There have always been people such as these, of course, but based on observations from almost nine years of writing this column, the number seems to be increasing rapidly. Maybe it's because so much is going wrong, such as global warming, bad air and ozone depletion, that people want to create their own good news for a change.

Maybe it's because, as Norm Ruttan says, A2A gives people the opportunity to look beyond the borders of their own lands.

Ruttan is a retired park superintendent with Parks Canada. He is executive director of the Frontenac Arch-Thousand Islands Biosphere Reserve, created under the United Nations two years ago. The reserve extends in a rough triangle from Gananoque in the west, to Westport in the north and Brockville in the east. There's an interlocking relationship between A2A and the biosphere reserve, with A2A being a member of the reserve, and Ruttan being a member of A2A's board.

A2A invites people to take a broader perspective, Ruttan says. It asks them to take personal responsibility. For a long time, he says, landowners relinquished the responsibility for looking after landscapes to governments. But, he says, lapsing into the language of a park naturalist, "A queen ant can never accomplish what worker ants can do."

Think of it as neighbours helping neighbours, Ruttan says, as a return to acknowledging that nothing lives in isolation, including people. Clean water, and adequate water, depend on property owners throughout a watershed protecting trees and wetlands and shorelines, he says. Clean air depends on healthy forests.

When I look back to the history of settlement in this country, and the awesome obstacles that climate and landscape posed, what I see as the main tool for survival was a spirit of co-operation. I wonder if his phrase "neighbours helping neighbours" is hitting a resonant chord with the people with whom I've been talking — even now, so long after we've passed the days of wilderness living.

For me, the St. Lawrence River seems an enormous barrier, as something to cross. It took a long time to twig to the fact that this isn't how wildlife sees it. To an animal, the river must look like any number of lakes where it has gone wandering.

The difference in viewpoint is important. If you see the river as a barrier and something to get across, you tend to look for a path or a corridor. Something to run through to get to the other side.

Imagine what wildlife see from the shore by the Thousand Islands. They can't see how wide the river is. All they can see are some islands not very far away, not much different from what they would see on Charleston Lake, Baptiste Lake, Big Rideau Lake, or any number of lakes on the Canadian Shield. They can walk to the islands over the ice in winter, or swim there in summer. They can wander from one to the other, and before they know it, they're on the American side of the river.

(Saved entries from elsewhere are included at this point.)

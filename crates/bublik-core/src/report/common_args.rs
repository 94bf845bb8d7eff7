//! Common-argument extraction: arguments whose value never varies across a
//! test's iterations are hoisted out of per-point display.

use std::collections::BTreeMap;

/// Arguments present on EVERY iteration with exactly one distinct value
/// (exact string equality, before any type coercion). Empty input yields the
/// empty map.
pub fn common_args<'a, I>(arg_maps: I) -> BTreeMap<String, String>
where
    I: IntoIterator<Item = &'a BTreeMap<String, String>>,
{
    let mut iter = arg_maps.into_iter();
    let Some(first) = iter.next() else {
        return BTreeMap::new();
    };

    let mut common = first.clone();
    for args in iter {
        common.retain(|name, value| args.get(name) == Some(value));
        if common.is_empty() {
            break;
        }
    }
    common
}

#[cfg(test)]
mod tests {
    use super::*;

    fn args(pairs: &[(&str, &str)]) -> BTreeMap<String, String> {
        pairs
            .iter()
            .map(|(k, v)| (k.to_string(), v.to_string()))
            .collect()
    }

    #[test]
    fn constant_arguments_survive() {
        let maps = [
            args(&[("speed", "100"), ("frame", "64")]),
            args(&[("speed", "100"), ("frame", "128")]),
            args(&[("speed", "100"), ("frame", "256")]),
        ];
        assert_eq!(common_args(maps.iter()), args(&[("speed", "100")]));
    }

    #[test]
    fn one_deviation_excludes_the_argument() {
        let maps = [
            args(&[("speed", "100")]),
            args(&[("speed", "100")]),
            args(&[("speed", "200")]),
        ];
        assert!(common_args(maps.iter()).is_empty());
    }

    #[test]
    fn absence_on_one_iteration_excludes_the_argument() {
        let maps = [args(&[("speed", "100"), ("mtu", "1500")]), args(&[("speed", "100")])];
        assert_eq!(common_args(maps.iter()), args(&[("speed", "100")]));
    }

    #[test]
    fn equality_is_exact_string_comparison() {
        // "100" and "0100" are the same integer but different strings.
        let maps = [args(&[("speed", "100")]), args(&[("speed", "0100")])];
        assert!(common_args(maps.iter()).is_empty());
    }

    #[test]
    fn empty_input_yields_empty_map() {
        assert!(common_args(std::iter::empty::<&BTreeMap<String, String>>()).is_empty());
    }
}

The same goes for the land north of the river. The animals don't head south with the thought of getting to the St. Lawrence and crossing the river. They simply wander and they tend to follow ridges and ravines that run northeast to southwest, almost parallel to the river. They'll meander over a ridge, or follow a creek or wetland that cuts across. They'll gradually drift north or south; they don't head in those directions as if on a mission.

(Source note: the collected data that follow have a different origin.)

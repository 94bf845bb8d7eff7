use std::cmp::Ordering;
use std::collections::BTreeMap;
use std::fmt;

use serde::{Deserialize, Serialize};

macro_rules! id_type {
    ($(#[$doc:meta])* $name:ident) => {
        $(#[$doc])*
        #[derive(
            Debug, Clone, Copy, PartialEq, Eq, Hash, PartialOrd, Ord, Serialize, Deserialize,
        )]
        #[serde(transparent)]
        pub struct $name(pub i64);

        impl fmt::Display for $name {
            fn fmt(&self, f: &mut fmt::Formatter<'_>) -> fmt::Result {
                write!(f, "{}", self.0)
            }
        }

        impl From<i64> for $name {
            fn from(v: i64) -> Self {
                Self(v)
            }
        }
    };
}

id_type!(
    /// Identifier of a measurement series.
    SeriesId
);
id_type!(
    /// Identifier of a test iteration result.
    IterationId
);
id_type!(
    /// Identifier of a test run.
    RunId
);
id_type!(
    /// Identifier of a project; runs may be scoped to one.
    ProjectId
);

/// Tag categories. A tag of a given type is attached to either a measurement
/// series (`tool`, `measurement_subject`, `measurement_key`) or a run
/// (`label`).
#[derive(Debug, Clone, Copy, PartialEq, Eq, Hash, PartialOrd, Ord, Serialize, Deserialize)]
#[serde(rename_all = "snake_case")]
pub enum MetaType {
    Tool,
    MeasurementSubject,
    MeasurementKey,
    Label,
}

impl MetaType {
    pub fn as_str(&self) -> &'static str {
        match self {
            MetaType::Tool => "tool",
            MetaType::MeasurementSubject => "measurement_subject",
            MetaType::MeasurementKey => "measurement_key",
            MetaType::Label => "label",
        }
    }
}

impl fmt::Display for MetaType {
    fn fmt(&self, f: &mut fmt::Formatter<'_>) -> fmt::Result {
        f.write_str(self.as_str())
    }
}

/// A typed key-value annotation attached to a series or a run.
///
/// Immutable once created; its lifecycle is tied to the owning entity. A given
/// entity holds at most one value per `(name, type)` pair, except
/// `measurement_key` and `tool` tags, which may repeat under different names.
#[derive(Debug, Clone, PartialEq, Eq, Hash, Serialize, Deserialize)]
pub struct Meta {
    pub name: String,
    #[serde(rename = "type")]
    pub meta_type: MetaType,
    pub value: String,
}

impl Meta {
    pub fn new(name: impl Into<String>, meta_type: MetaType, value: impl Into<String>) -> Self {
        Self {
            name: name.into(),
            meta_type,
            value: value.into(),
        }
    }
}

/// One logical metric stream (e.g. "throughput/pps") with its tags.
#[derive(Debug, Clone, PartialEq, Serialize, Deserialize)]
pub struct MeasurementSeries {
    pub id: SeriesId,
    pub test_name: String,
    pub metas: Vec<Meta>,
}

impl MeasurementSeries {
    pub fn new(id: impl Into<SeriesId>, test_name: impl Into<String>, metas: Vec<Meta>) -> Self {
        Self {
            id: id.into(),
            test_name: test_name.into(),
            metas,
        }
    }
}

/// One data point: the value a series took on one test iteration.
#[derive(Debug, Clone, Copy, PartialEq, Serialize, Deserialize)]
pub struct MeasurementResult {
    pub series: SeriesId,
    pub iteration: IterationId,
    pub value: f64,
}

/// A test iteration: the test name plus its arguments, ordered by name.
#[derive(Debug, Clone, PartialEq, Serialize, Deserialize)]
pub struct Iteration {
    pub id: IterationId,
    pub test_name: String,
    pub arguments: BTreeMap<String, String>,
}

impl Iteration {
    pub fn new(
        id: impl Into<IterationId>,
        test_name: impl Into<String>,
        arguments: impl IntoIterator<Item = (String, String)>,
    ) -> Self {
        Self {
            id: id.into(),
            test_name: test_name.into(),
            arguments: arguments.into_iter().collect(),
        }
    }
}

/// A normalized argument value: an integer when every occurrence of the
/// argument is integer-like, text otherwise.
///
/// Total order: integers first (numeric order), then text (lexicographic), so
/// a mixed collection still sorts deterministically.
#[derive(Debug, Clone, PartialEq, Eq, Hash, Serialize, Deserialize)]
#[serde(untagged)]
pub enum ArgValue {
    Int(i64),
    Text(String),
}

impl ArgValue {
    pub fn as_display_string(&self) -> String {
        match self {
            ArgValue::Int(v) => v.to_string(),
            ArgValue::Text(v) => v.clone(),
        }
    }
}

impl Ord for ArgValue {
    fn cmp(&self, other: &Self) -> Ordering {
        match (self, other) {
            (ArgValue::Int(a), ArgValue::Int(b)) => a.cmp(b),
            (ArgValue::Text(a), ArgValue::Text(b)) => a.cmp(b),
            (ArgValue::Int(_), ArgValue::Text(_)) => Ordering::Less,
            (ArgValue::Text(_), ArgValue::Int(_)) => Ordering::Greater,
        }
    }
}

impl PartialOrd for ArgValue {
    fn partial_cmp(&self, other: &Self) -> Option<Ordering> {
        Some(self.cmp(other))
    }
}

impl fmt::Display for ArgValue {
    fn fmt(&self, f: &mut fmt::Formatter<'_>) -> fmt::Result {
        match self {
            ArgValue::Int(v) => write!(f, "{}", v),
            ArgValue::Text(v) => f.write_str(v),
        }
    }
}

impl From<i64> for ArgValue {
    fn from(v: i64) -> Self {
        ArgValue::Int(v)
    }
}

impl From<&str> for ArgValue {
    fn from(v: &str) -> Self {
        ArgValue::Text(v.to_string())
    }
}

What this means is that it can take a long time for wildlife to travel between parks. Sometimes it can take generations of meandering. They can be born, breed and die while still making their way north or south.

It's for this reason that A2A is focusing on such a wide swath of land between the parks. It wants to persuade landowners that wildlife needs the full breadth of habitat. It needs breeding room as well as wandering room.

The real barrier to movement is Highway 401 with its four lanes of constant traffic, and its concrete wall down the middle. That poses an enormous challenge to wildlife.